***** Exercise material *****
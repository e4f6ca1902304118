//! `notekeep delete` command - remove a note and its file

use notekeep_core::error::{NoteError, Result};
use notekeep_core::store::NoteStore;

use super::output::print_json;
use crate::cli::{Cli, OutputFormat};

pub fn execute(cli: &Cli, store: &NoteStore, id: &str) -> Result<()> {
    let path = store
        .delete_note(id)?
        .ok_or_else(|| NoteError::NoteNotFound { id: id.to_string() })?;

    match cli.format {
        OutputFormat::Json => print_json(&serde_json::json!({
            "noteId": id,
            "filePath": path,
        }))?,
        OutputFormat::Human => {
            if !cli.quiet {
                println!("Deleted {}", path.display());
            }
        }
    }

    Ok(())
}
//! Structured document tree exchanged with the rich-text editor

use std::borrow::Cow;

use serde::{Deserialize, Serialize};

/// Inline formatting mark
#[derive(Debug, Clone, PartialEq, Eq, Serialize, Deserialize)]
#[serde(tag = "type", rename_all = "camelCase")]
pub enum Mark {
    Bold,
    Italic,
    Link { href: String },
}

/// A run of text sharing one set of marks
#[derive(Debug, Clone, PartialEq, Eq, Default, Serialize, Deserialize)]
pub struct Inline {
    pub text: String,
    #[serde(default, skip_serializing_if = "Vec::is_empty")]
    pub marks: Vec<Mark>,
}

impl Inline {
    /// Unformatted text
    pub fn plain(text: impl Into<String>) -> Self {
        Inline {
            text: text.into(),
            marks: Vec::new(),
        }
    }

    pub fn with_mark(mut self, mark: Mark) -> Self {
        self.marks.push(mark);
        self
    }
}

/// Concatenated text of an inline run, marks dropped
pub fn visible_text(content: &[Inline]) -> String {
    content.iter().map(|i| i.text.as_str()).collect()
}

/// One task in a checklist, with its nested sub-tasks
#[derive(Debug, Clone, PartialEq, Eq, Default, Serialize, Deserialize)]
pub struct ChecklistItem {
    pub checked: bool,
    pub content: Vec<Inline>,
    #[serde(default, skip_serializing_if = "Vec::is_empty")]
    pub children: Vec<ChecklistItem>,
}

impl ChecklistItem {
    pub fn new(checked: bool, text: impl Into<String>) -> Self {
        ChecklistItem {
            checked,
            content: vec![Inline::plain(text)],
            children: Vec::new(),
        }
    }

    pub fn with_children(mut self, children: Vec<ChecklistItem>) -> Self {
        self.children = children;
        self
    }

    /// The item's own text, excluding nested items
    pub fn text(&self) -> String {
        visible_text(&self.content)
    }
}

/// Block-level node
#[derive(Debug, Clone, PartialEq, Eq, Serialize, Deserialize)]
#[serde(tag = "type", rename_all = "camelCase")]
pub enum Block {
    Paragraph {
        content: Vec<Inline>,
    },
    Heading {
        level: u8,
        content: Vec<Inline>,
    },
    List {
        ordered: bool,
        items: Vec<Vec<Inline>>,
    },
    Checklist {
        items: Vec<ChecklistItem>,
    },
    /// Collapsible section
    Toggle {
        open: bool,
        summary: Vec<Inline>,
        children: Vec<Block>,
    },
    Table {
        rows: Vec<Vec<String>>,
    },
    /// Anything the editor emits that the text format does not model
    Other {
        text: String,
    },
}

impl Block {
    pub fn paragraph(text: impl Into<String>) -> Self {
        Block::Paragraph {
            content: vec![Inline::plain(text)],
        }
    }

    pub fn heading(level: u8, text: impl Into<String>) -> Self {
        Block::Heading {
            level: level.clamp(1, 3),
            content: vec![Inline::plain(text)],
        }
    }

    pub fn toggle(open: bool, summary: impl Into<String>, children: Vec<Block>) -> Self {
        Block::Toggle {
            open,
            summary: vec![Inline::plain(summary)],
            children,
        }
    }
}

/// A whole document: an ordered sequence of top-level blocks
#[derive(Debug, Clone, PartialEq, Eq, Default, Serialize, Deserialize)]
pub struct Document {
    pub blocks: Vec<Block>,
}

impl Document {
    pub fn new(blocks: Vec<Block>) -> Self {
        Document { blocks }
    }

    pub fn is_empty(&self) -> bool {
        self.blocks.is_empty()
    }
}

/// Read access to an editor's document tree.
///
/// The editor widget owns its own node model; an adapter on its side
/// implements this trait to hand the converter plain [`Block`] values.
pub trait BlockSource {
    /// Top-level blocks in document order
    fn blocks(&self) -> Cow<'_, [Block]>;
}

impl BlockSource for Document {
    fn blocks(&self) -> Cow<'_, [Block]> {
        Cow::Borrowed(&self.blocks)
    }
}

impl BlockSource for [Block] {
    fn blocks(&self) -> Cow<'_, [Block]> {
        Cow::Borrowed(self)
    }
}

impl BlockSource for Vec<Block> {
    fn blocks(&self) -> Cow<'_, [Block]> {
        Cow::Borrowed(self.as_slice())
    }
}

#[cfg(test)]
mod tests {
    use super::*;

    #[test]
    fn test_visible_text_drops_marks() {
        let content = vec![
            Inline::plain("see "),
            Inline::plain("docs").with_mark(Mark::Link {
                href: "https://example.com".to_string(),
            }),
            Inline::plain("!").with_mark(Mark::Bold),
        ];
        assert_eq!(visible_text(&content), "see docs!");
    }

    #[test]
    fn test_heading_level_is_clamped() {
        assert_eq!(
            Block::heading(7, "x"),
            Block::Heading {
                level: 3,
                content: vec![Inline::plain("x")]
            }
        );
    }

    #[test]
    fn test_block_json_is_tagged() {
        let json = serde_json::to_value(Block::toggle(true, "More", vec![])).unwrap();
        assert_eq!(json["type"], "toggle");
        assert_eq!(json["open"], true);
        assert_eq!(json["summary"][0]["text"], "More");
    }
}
*****
What is being asked
Each line above must be reproduced exactly.

Output
repository e4f6ca1902304118
//! `notekeep delete` command - remove a note and its file

use notekeep_core::error::{NoteError, Result};
use notekeep_core::store::NoteStore;

use super::output::print_json;
use crate::cli::{Cli, OutputFormat};

pub fn execute(cli: &Cli, store: &NoteStore, id: &str) -> Result<()> {
    let path = store
        .delete_note(id)?
        .ok_or_else(|| NoteError::NoteNotFound { id: id.to_string() })?;

    match cli.format {
        OutputFormat::Json => print_json(&serde_json::json!({
            "noteId": id,
            "filePath": path,
        }))?,
        OutputFormat::Human => {
            if !cli.quiet {
                println!("Deleted {}", path.display());
            }
        }
    }

    Ok(())
}
//! Structured document tree exchanged with the rich-text editor

use std::borrow::Cow;

use serde::{Deserialize, Serialize};

/// Inline formatting mark
#[derive(Debug, Clone, PartialEq, Eq, Serialize, Deserialize)]
#[serde(tag = "type", rename_all = "camelCase")]
pub enum Mark {
    Bold,
    Italic,
    Link { href: String },
}

/// A run of text sharing one set of marks
#[derive(Debug, Clone, PartialEq, Eq, Default, Serialize, Deserialize)]
pub struct Inline {
    pub text: String,
    #[serde(default, skip_serializing_if = "Vec::is_empty")]
    pub marks: Vec<Mark>,
}

impl Inline {
    /// Unformatted text
    pub fn plain(text: impl Into<String>) -> Self {
        Inline {
            text: text.into(),
            marks: Vec::new(),
        }
    }

    pub fn with_mark(mut self, mark: Mark) -> Self {
        self.marks.push(mark);
        self
    }
}

/// Concatenated text of an inline run, marks dropped
pub fn visible_text(content: &[Inline]) -> String {
    content.iter().map(|i| i.text.as_str()).collect()
}

/// One task in a checklist, with its nested sub-tasks
#[derive(Debug, Clone, PartialEq, Eq, Default, Serialize, Deserialize)]
pub struct ChecklistItem {
    pub checked: bool,
    pub content: Vec<Inline>,
    #[serde(default, skip_serializing_if = "Vec::is_empty")]
    pub children: Vec<ChecklistItem>,
}

impl ChecklistItem {
    pub fn new(checked: bool, text: impl Into<String>) -> Self {
        ChecklistItem {
            checked,
            content: vec![Inline::plain(text)],
            children: Vec::new(),
        }
    }

    pub fn with_children(mut self, children: Vec<ChecklistItem>) -> Self {
        self.children = children;
        self
    }

    /// The item's own text, excluding nested items
    pub fn text(&self) -> String {
        visible_text(&self.content)
    }
}

/// Block-level node
#[derive(Debug, Clone, PartialEq, Eq, Serialize, Deserialize)]
#[serde(tag = "type", rename_all = "camelCase")]
pub enum Block {
    Paragraph {
        content: Vec<Inline>,
    },
    Heading {
        level: u8,
        content: Vec<Inline>,
    },
    List {
        ordered: bool,
        items: Vec<Vec<Inline>>,
    },
    Checklist {
        items: Vec<ChecklistItem>,
    },
    /// Collapsible section
    Toggle {
        open: bool,
        summary: Vec<Inline>,
        children: Vec<Block>,
    },
    Table {
        rows: Vec<Vec<String>>,
    },
    /// Anything the editor emits that the text format does not model
    Other {
        text: String,
    },
}

impl Block {
    pub fn paragraph(text: impl Into<String>) -> Self {
        Block::Paragraph {
            content: vec![Inline::plain(text)],
        }
    }

    pub fn heading(level: u8, text: impl Into<String>) -> Self {
        Block::Heading {
            level: level.clamp(1, 3),
            content: vec![Inline::plain(text)],
        }
    }

    pub fn toggle(open: bool, summary: impl Into<String>, children: Vec<Block>) -> Self {
        Block::Toggle {
            open,
            summary: vec![Inline::plain(summary)],
            children,
        }
    }
}

/// A whole document: an ordered sequence of top-level blocks
#[derive(Debug, Clone, PartialEq, Eq, Default, Serialize, Deserialize)]
pub struct Document {
    pub blocks: Vec<Block>,
}

impl Document {
    pub fn new(blocks: Vec<Block>) -> Self {
        Document { blocks }
    }

    pub fn is_empty(&self) -> bool {
        self.blocks.is_empty()
    }
}

/// Read access to an editor's document tree.
///
/// The editor widget owns its own node model; an adapter on its side
/// implements this trait to hand the converter plain [`Block`] values.
pub trait BlockSource {
    /// Top-level blocks in document order
    fn blocks(&self) -> Cow<'_, [Block]>;
}

impl BlockSource for Document {
    fn blocks(&self) -> Cow<'_, [Block]> {
        Cow::Borrowed(&self.blocks)
    }
}

impl BlockSource for [Block] {
    fn blocks(&self) -> Cow<'_, [Block]> {
        Cow::Borrowed(self)
    }
}

impl BlockSource for Vec<Block> {
    fn blocks(&self) -> Cow<'_, [Block]> {
        Cow::Borrowed(self.as_slice())
    }
}

#[cfg(test)]
mod tests {
    use super::*;

    #[test]
    fn test_visible_text_drops_marks() {
        let content = vec![
            Inline::plain("see "),
            Inline::plain("docs").with_mark(Mark::Link {
                href: "https://example.com".to_string(),
            }),
            Inline::plain("!").with_mark(Mark::Bold),
        ];
        assert_eq!(visible_text(&content), "see docs!");
    }

    #[test]
    fn test_heading_level_is_clamped() {
        assert_eq!(
            Block::heading(7, "x"),
            Block::Heading {
                level: 3,
                content: vec![Inline::plain("x")]
            }
        );
    }

    #[test]
    fn test_block_json_is_tagged() {
        let json = serde_json::to_value(Block::toggle(true, "More", vec![])).unwrap();
        assert_eq!(json["type"], "toggle");
        assert_eq!(json["open"], true);
        assert_eq!(json["summary"][0]["text"], "More");
    }
}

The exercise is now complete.